[Development] Android: Merge or no merge?

Oswald Buddenhagen oswald.buddenhagen at digia.com
Thu Feb 21 14:16:19 CET 2013


On Mon, Feb 11, 2013 at 05:15:45PM +0100, Eskil Abrahamsen Blomfeldt wrote:
> We have a disagreement on how to integrate the Android port into Qt 
> which we need to get resolved.
> 
> Here's the discussion:
> 
>      https://codereview.qt-project.org/#change,47480
> 
> tl;dr: Should we merge or rebase the Android branch when integrating it 
> into Qt mainline?
> [...]

> 1. The initial commit does not have a review-stamp.
>
that's not the problem. that's not even *a* problem.
the problem is that this commit would never have gotten an approval -
for very good reasons.

> 2. There is clutter in the commit log, i.e. changes that change code 
> style and whitespace errors.
> 
yes, they do. big time. but that's not even the problem.
the problem are the dozens of workarounds and other hacks, that were
later amended, sometimes multiple times, and finally reverted.
this mess will stay in the history. it doesn't matter how much you
optimize "blame" - every other way of browsing the history
(specifically, my favorite (because very efficient) git log -p) is
messed up.

> In my opinion, the amount of history we submit seems like a luxury
> problem.
>
no. it is a problem of longer-term workflow optimization.

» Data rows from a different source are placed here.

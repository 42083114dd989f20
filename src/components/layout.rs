//! Layout calculations for the UI

use ratatui::layout::{Constraint, Direction, Layout, Rect};

/// Routes screen layout areas
pub struct RoutesLayout {
    pub title: Rect,
    pub filters: Rect,
    pub table: Rect,
    pub pager: Rect,
    pub status: Option<Rect>,
    pub help: Rect,
}

/// Calculate centered popup area
pub fn centered_popup(area: Rect, width: u16, height: u16) -> Rect {
    let width = width.min(area.width);
    let height = height.min(area.height);
    let popup_x = area.x + (area.width - width) / 2;
    let popup_y = area.y + (area.height - height) / 2;

    Rect::new(popup_x, popup_y, width, height)
}

/// Calculate routes screen layout: title, filter line, table, pager, (status), help bar
pub fn calculate_routes_layout(area: Rect, has_status: bool) -> RoutesLayout {
    let mut constraints = vec![
        Constraint::Length(1),
        Constraint::Length(3),
        Constraint::Min(3),
        Constraint::Length(3),
    ];
    if has_status {
        constraints.push(Constraint::Length(1));
    }
    constraints.push(Constraint::Length(1));

    let chunks = Layout::default()
        .direction(Direction::Vertical)
        .constraints(constraints)
        .split(area);

    let (status, help) = if has_status {
        (Some(chunks[4]), chunks[5])
    } else {
        (None, chunks[4])
    };

    RoutesLayout {
        title: chunks[0],
        filters: chunks[1],
        table: chunks[2],
        pager: chunks[3],
        status,
        help,
    }
}
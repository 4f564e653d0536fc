use tracing_subscriber::{layer::SubscriberExt, util::SubscriberInitExt, EnvFilter};

const DEFAULT_FILTER: &str = "qod=debug,tower_http=debug";

/// Install the global tracing subscriber.
///
/// `RUST_LOG` overrides the default filter. Production emits JSON lines,
/// every other environment the human-readable format.
pub fn init_telemetry(environment: &str) -> Result<(), Box<dyn std::error::Error>> {
    let filter = EnvFilter::try_from_default_env().unwrap_or_else(|_| DEFAULT_FILTER.into());

    let (json_layer, text_layer) = if environment == "production" {
        (Some(tracing_subscriber::fmt::layer().json()), None)
    } else {
        (None, Some(tracing_subscriber::fmt::layer()))
    };

    tracing_subscriber::registry()
        .with(filter)
        .with(json_layer)
        .with(text_layer)
        .try_init()?;

    tracing::info!(environment, "Tracing initialized");
    Ok(())
}

pub async fn shutdown_telemetry() {
    tracing::debug!("Telemetry shutdown");
}
//! Database repositories for data access layer
//!
//! Every query is bounded by the repository's query timeout.

pub mod comment;

pub use comment::CommentRepository;

use qod_core::AppError;
use std::future::Future;
use std::time::Duration;

/// Run a query future, failing with an internal error if it exceeds `limit`.
pub(crate) async fn with_timeout<T, F>(limit: Duration, query: F) -> Result<T, AppError>
where
    F: Future<Output = Result<T, sqlx::Error>>,
{
    match tokio::time::timeout(limit, query).await {
        Ok(result) => result.map_err(AppError::from),
        Err(_) => Err(AppError::Internal(format!(
            "database query exceeded {}s timeout",
            limit.as_secs_f64()
        ))),
    }
}
use std::sync::Arc;
use std::time::Duration;
use tokio::task::JoinHandle;
use tokio::time::{interval_at, Instant, MissedTickBehavior};
use tokio_util::sync::CancellationToken;

use super::registry::ClientRegistry;

/// Background task that keeps the client registry bounded.
///
/// Every `interval` it evicts entries unseen for longer than `threshold`. A
/// client that comes back after eviction starts again with a full bucket.
#[derive(Debug, Clone)]
pub struct IdleReaper {
    registry: Arc<ClientRegistry>,
    interval: Duration,
    threshold: Duration,
}

impl IdleReaper {
    pub fn new(registry: Arc<ClientRegistry>, interval: Duration, threshold: Duration) -> Self {
        Self {
            registry,
            interval,
            threshold,
        }
    }

    /// Run a single pass at `now`, returning how many entries were evicted.
    ///
    /// The identity set is captured first; each idle check then re-reads its
    /// entry under the lock, so the lock is never held across the whole scan.
    pub async fn reap_once(&self, now: Instant) -> usize {
        let identities = self.registry.snapshot_identities().await;
        let scanned = identities.len();

        let mut evicted = 0;
        for identity in identities {
            if self.registry.evict_if_idle(&identity, now, self.threshold).await {
                evicted += 1;
            }
        }

        tracing::debug!(scanned, evicted, "Idle client reaper pass complete");
        evicted
    }

    /// Spawn the periodic reaper. It stops at the next tick boundary once
    /// `cancel_token` is cancelled.
    pub fn spawn(self, cancel_token: CancellationToken) -> JoinHandle<()> {
        let mut ticker = interval_at(Instant::now() + self.interval, self.interval);
        ticker.set_missed_tick_behavior(MissedTickBehavior::Delay);

        tokio::spawn(async move {
            tracing::debug!(
                interval_secs = self.interval.as_secs(),
                threshold_secs = self.threshold.as_secs(),
                "Idle client reaper started"
            );
            loop {
                tokio::select! {
                    _ = cancel_token.cancelled() => {
                        break;
                    }
                    _ = ticker.tick() => {
                        self.reap_once(Instant::now()).await;
                    }
                }
            }
            tracing::debug!("Idle client reaper stopped");
        })
    }
}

> I would very much like to be able to track the development of the
> Android branch after merging it, so in my opinion having the history
> intact is nice, even if they are not interesting to everyone.
>
i postulate that this proposition is wrong.
it's simply not true that "more history is better".
the main information you want to get out of the history is why something
was done in a particular way. somewhat secondary is the question when
something came in. for neither of these questions the actual history is
relevant, if what ends up in the mainline satisfies the requirements of
the commit policy: atomicity and good commit messages, including
documenting non-obvious decisions.
everything else is just noise.

> One of the major history-based problems in the Qt 4 days was that we
> would squash together commits from topic branches and lose the history
> in those branches.
> 
yes, this is a terrible practice, indeed.
fortunately, this is not what re-shaping the history would be about.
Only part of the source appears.